On (my own) Personal Pieces

First off, let me say that I am aware my last submission was garbage. Even worse, it didn't have to be.

I wasn't lying in my last post about writers block, and what I submitted to you was actually written in three hours before class. No edits were able to be made (As if actual editing could be done in such a time!) and the shortness of the project was definitely a stunt.

The whole premise of the story was supposed to be that buisness, and buisness conduct, are changing. It hasn't finished in it's evolutionary process, and at the moment it rests on a pillar lined with the text of "rude" and "confusing." I wanted to exemplify that in the chaotic nature that is malls, and popular products.
I failed, miserably, but that was the premise.

Anyway, the point of this blog is that, after reading over, regrettably, what I'd handed in to you, I saw that, throughout it, there was a very thick layer of anger, something that is present even in these blogs. I'm not confused by this, seeing as I'm quite lucid when I write these things and do not pretend to ignore the heaviness by which I press my keys, but that it essentially nullifies certain aspects of writing for me, which is sort of neat.
I couldn't possibly be a journalist. Despite my own faith that I am writing in an unbiased, empirical standard, I know that, generally, I am dissatisfied on a level indistuingishable from that of stupidity. If it is indeed something personal, opinion-based, actual observation, or anything that is indeed "real," then I am simply not fit to write it.
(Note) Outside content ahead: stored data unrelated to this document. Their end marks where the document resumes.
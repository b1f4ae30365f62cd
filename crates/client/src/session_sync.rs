//! Per-session synchronization state on the client.
//!
//! Holds the ordering tracker, the session-level reconnect coordinator, the
//! pending subscribe and the resync buffer for one session. Decisions live
//! here; the engine performs the I/O they call for.

use tether_protocol::{SequencedEvent, SubscribeData, SubscriptionLevel};
use tether_stream_core::{
    Generation, Observation, ReconnectCoordinator, SequenceTracker, StreamConfig,
};
use tokio::time::Instant;

use crate::watchdog::SilenceWatchdog;

#[derive(Debug, Clone)]
pub struct PendingSubscribe {
    pub request_id: String,
    pub generation: Generation,
    pub deadline: Instant,
}

#[derive(Debug)]
struct Resync {
    epoch: u64,
    buffer: Vec<SequencedEvent>,
}

/// What to do with an inbound durable event.
#[derive(Debug, PartialEq)]
pub enum DurableOutcome {
    Deliver(SequencedEvent),
    /// Held until the in-flight resync lands.
    Buffered,
    Duplicate,
    Gap { expected: u64, received: u64 },
}

/// How a successful subscribe reply leaves the session.
#[derive(Debug, Clone, Copy, PartialEq, Eq)]
pub enum SubscribeVerdict {
    /// Replay (if any) follows on the socket.
    CatchingUp,
    /// The ring could not serve `since_seq`; fetch a snapshot.
    NeedsResync,
    /// Server numbering went backwards: it restarted.
    ServerRestarted { last_seen: u64, current_seq: u64 },
}

/// Result of applying a snapshot.
#[derive(Debug, Default, PartialEq)]
pub struct ResyncApplied {
    /// Buffered events newer than the snapshot, in order.
    pub deliver: Vec<SequencedEvent>,
    pub gap: Option<(u64, u64)>,
}

#[derive(Debug)]
pub struct SessionSync {
    pub session_id: String,
    pub level: SubscriptionLevel,
    pub coordinator: ReconnectCoordinator,
    pub pending_subscribe: Option<PendingSubscribe>,
    pub subscribed: bool,
    pub watchdog: SilenceWatchdog,
    /// Session-level retry scheduled by the coordinator.
    pub retry_at: Option<Instant>,
    tracker: SequenceTracker,
    resync: Option<Resync>,
    next_epoch: u64,
}

impl SessionSync {
    pub fn new(
        session_id: impl Into<String>,
        level: SubscriptionLevel,
        last_seen: u64,
        config: &StreamConfig,
    ) -> Self {
        Self {
            session_id: session_id.into(),
            level,
            coordinator: ReconnectCoordinator::new(config.session_backoff),
            pending_subscribe: None,
            subscribed: false,
            watchdog: SilenceWatchdog::new(
                config.silence_probe_after(),
                config.silence_reconnect_after(),
            ),
            retry_at: None,
            tracker: SequenceTracker::new(last_seen),
            resync: None,
            next_epoch: 0,
        }
    }

    pub fn last_seen(&self) -> u64 {
        self.tracker.last_seen()
    }

    pub fn is_full(&self) -> bool {
        self.level == SubscriptionLevel::Full
    }

    /// Still catching up: waiting on a subscribe reply, a snapshot, or a retry.
    pub fn is_syncing(&self) -> bool {
        self.pending_subscribe.is_some() || self.resync.is_some() || self.retry_at.is_some()
    }

    pub fn is_resyncing(&self) -> bool {
        self.resync.is_some()
    }

    /// Earliest timer this session is waiting on.
    pub fn next_deadline(&self) -> Option<Instant> {
        [
            self.pending_subscribe.as_ref().map(|p| p.deadline),
            self.retry_at,
            self.watchdog.deadline(),
        ]
        .into_iter()
        .flatten()
        .min()
    }

    pub fn downgrade(&mut self) {
        self.level = SubscriptionLevel::Notifications;
        self.watchdog.disarm();
    }

    pub fn on_durable(&mut self, event: SequencedEvent, seq: u64) -> DurableOutcome {
        if let Some(resync) = self.resync.as_mut() {
            resync.buffer.push(event);
            return DurableOutcome::Buffered;
        }
        let observation = match self.level {
            SubscriptionLevel::Full => self.tracker.observe(seq),
            SubscriptionLevel::Notifications => self.tracker.observe_sparse(seq),
        };
        match observation {
            Observation::InOrder => DurableOutcome::Deliver(event),
            Observation::Duplicate => DurableOutcome::Duplicate,
            Observation::Gap { expected, received } => DurableOutcome::Gap { expected, received },
        }
    }

    pub fn on_subscribed(&mut self, data: SubscribeData) -> SubscribeVerdict {
        self.subscribed = true;
        self.retry_at = None;
        let last_seen = self.tracker.last_seen();
        if data.current_seq < last_seen {
            self.tracker.reset_to(0);
            return SubscribeVerdict::ServerRestarted {
                last_seen,
                current_seq: data.current_seq,
            };
        }
        if data.catch_up_complete {
            SubscribeVerdict::CatchingUp
        } else {
            SubscribeVerdict::NeedsResync
        }
    }

    /// Start buffering durable events; returns the epoch to tag the fetch with.
    pub fn begin_resync(&mut self) -> u64 {
        self.next_epoch += 1;
        self.resync = Some(Resync {
            epoch: self.next_epoch,
            buffer: Vec::new(),
        });
        self.next_epoch
    }

    pub fn resync_matches(&self, epoch: u64) -> bool {
        self.resync.as_ref().is_some_and(|r| r.epoch == epoch)
    }

    /// Snapshot landed at `current_seq`. Drops buffered events it already covers.
    pub fn finish_resync(&mut self, current_seq: u64) -> ResyncApplied {
        self.tracker.reset_to(current_seq);
        let buffered = self.resync.take().map(|r| r.buffer).unwrap_or_default();
        let mut applied = ResyncApplied::default();
        for event in buffered {
            let Some(seq) = event.seq else { continue };
            match self.on_durable(event, seq) {
                DurableOutcome::Deliver(event) => applied.deliver.push(event),
                DurableOutcome::Gap { expected, received } => {
                    applied.gap = Some((expected, received));
                    break;
                }
                DurableOutcome::Duplicate | DurableOutcome::Buffered => {}
            }
        }
        applied
    }

    /// Drop the resync without applying anything.
    pub fn abandon_resync(&mut self) {
        self.resync = None;
    }

    /// The connection carrying this session went away.
    pub fn teardown(&mut self) {
        self.pending_subscribe = None;
        self.subscribed = false;
        self.retry_at = None;
        self.resync = None;
        self.watchdog.disarm();
        self.coordinator.reset();
    }
}

#[cfg(test)]
mod tests {
    use super::*;
    use serde_json::json;
    use tether_protocol::AgentEvent;

    fn event(seq: u64) -> SequencedEvent {
        SequencedEvent::sequenced("s1", seq, seq, AgentEvent::durable("message_end", json!({})))
    }

    fn session(level: SubscriptionLevel, last_seen: u64) -> SessionSync {
        SessionSync::new("s1", level, last_seen, &StreamConfig::default())
    }

    #[test]
    fn full_level_reports_gaps_and_duplicates() {
        let mut sync = session(SubscriptionLevel::Full, 2);
        assert_eq!(sync.on_durable(event(2), 2), DurableOutcome::Duplicate);
        assert_eq!(sync.on_durable(event(3), 3), DurableOutcome::Deliver(event(3)));
        assert_eq!(
            sync.on_durable(event(5), 5),
            DurableOutcome::Gap {
                expected: 4,
                received: 5
            }
        );
        assert_eq!(sync.last_seen(), 3);
    }

    #[test]
    fn notification_level_tolerates_skips() {
        let mut sync = session(SubscriptionLevel::Notifications, 2);
        assert_eq!(sync.on_durable(event(7), 7), DurableOutcome::Deliver(event(7)));
        assert_eq!(sync.last_seen(), 7);
    }

    #[test]
    fn lower_current_seq_means_restart() {
        let mut sync = session(SubscriptionLevel::Full, 42);
        let verdict = sync.on_subscribed(SubscribeData {
            current_seq: 0,
            catch_up_complete: false,
        });
        assert_eq!(
            verdict,
            SubscribeVerdict::ServerRestarted {
                last_seen: 42,
                current_seq: 0
            }
        );
        assert_eq!(sync.last_seen(), 0);
        assert!(sync.subscribed);
    }

    #[test]
    fn incomplete_catch_up_needs_resync() {
        let mut sync = session(SubscriptionLevel::Full, 3);
        assert_eq!(
            sync.on_subscribed(SubscribeData {
                current_seq: 900,
                catch_up_complete: false,
            }),
            SubscribeVerdict::NeedsResync
        );
        assert_eq!(
            sync.on_subscribed(SubscribeData {
                current_seq: 5,
                catch_up_complete: true,
            }),
            SubscribeVerdict::CatchingUp
        );
    }

    #[test]
    fn resync_buffers_then_drops_covered_events() {
        let mut sync = session(SubscriptionLevel::Full, 0);
        let epoch = sync.begin_resync();
        assert!(sync.is_syncing());
        for seq in [9, 10, 11, 12] {
            assert_eq!(sync.on_durable(event(seq), seq), DurableOutcome::Buffered);
        }
        assert!(sync.resync_matches(epoch));
        assert!(!sync.resync_matches(epoch + 1));

        let applied = sync.finish_resync(10);
        assert_eq!(applied.deliver, vec![event(11), event(12)]);
        assert_eq!(applied.gap, None);
        assert_eq!(sync.last_seen(), 12);
        assert!(!sync.is_resyncing());
    }

    #[test]
    fn resync_reports_gap_in_buffer() {
        let mut sync = session(SubscriptionLevel::Full, 0);
        sync.begin_resync();
        sync.on_durable(event(6), 6);
        sync.on_durable(event(8), 8);
        let applied = sync.finish_resync(5);
        assert_eq!(applied.deliver, vec![event(6)]);
        assert_eq!(applied.gap, Some((7, 8)));
    }

    #[test]
    fn newer_resync_supersedes_older() {
        let mut sync = session(SubscriptionLevel::Full, 0);
        let first = sync.begin_resync();
        let second = sync.begin_resync();
        assert!(!sync.resync_matches(first));
        assert!(sync.resync_matches(second));
        sync.teardown();
        assert!(!sync.resync_matches(second));
    }
}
I think of the girl whom sits in the far corner of the class when I write this. Whenever she speaks, her voice carries with it a hostility so obvious that the general lack-of feeling delivered towards her goes completely unacknowledged for it is simply known. This is not a "judgemental" look, for one's tone is truly one's tone, except I resonate with her speech entirely in my own personal writings. I too used to speak anger-through-dialect, except I eventually cut myself from vocally being hostile for the reality over time that my vocal-hostility polluted even my imaginative, original-project writings. Except, looking back on a radical-left newspaper a friend and I started when we were fifteen, I see that my writing is actually, truly, unbiased, and the philosophy present (Though I now would disagree with) is indeed plausible for it's manner of telling.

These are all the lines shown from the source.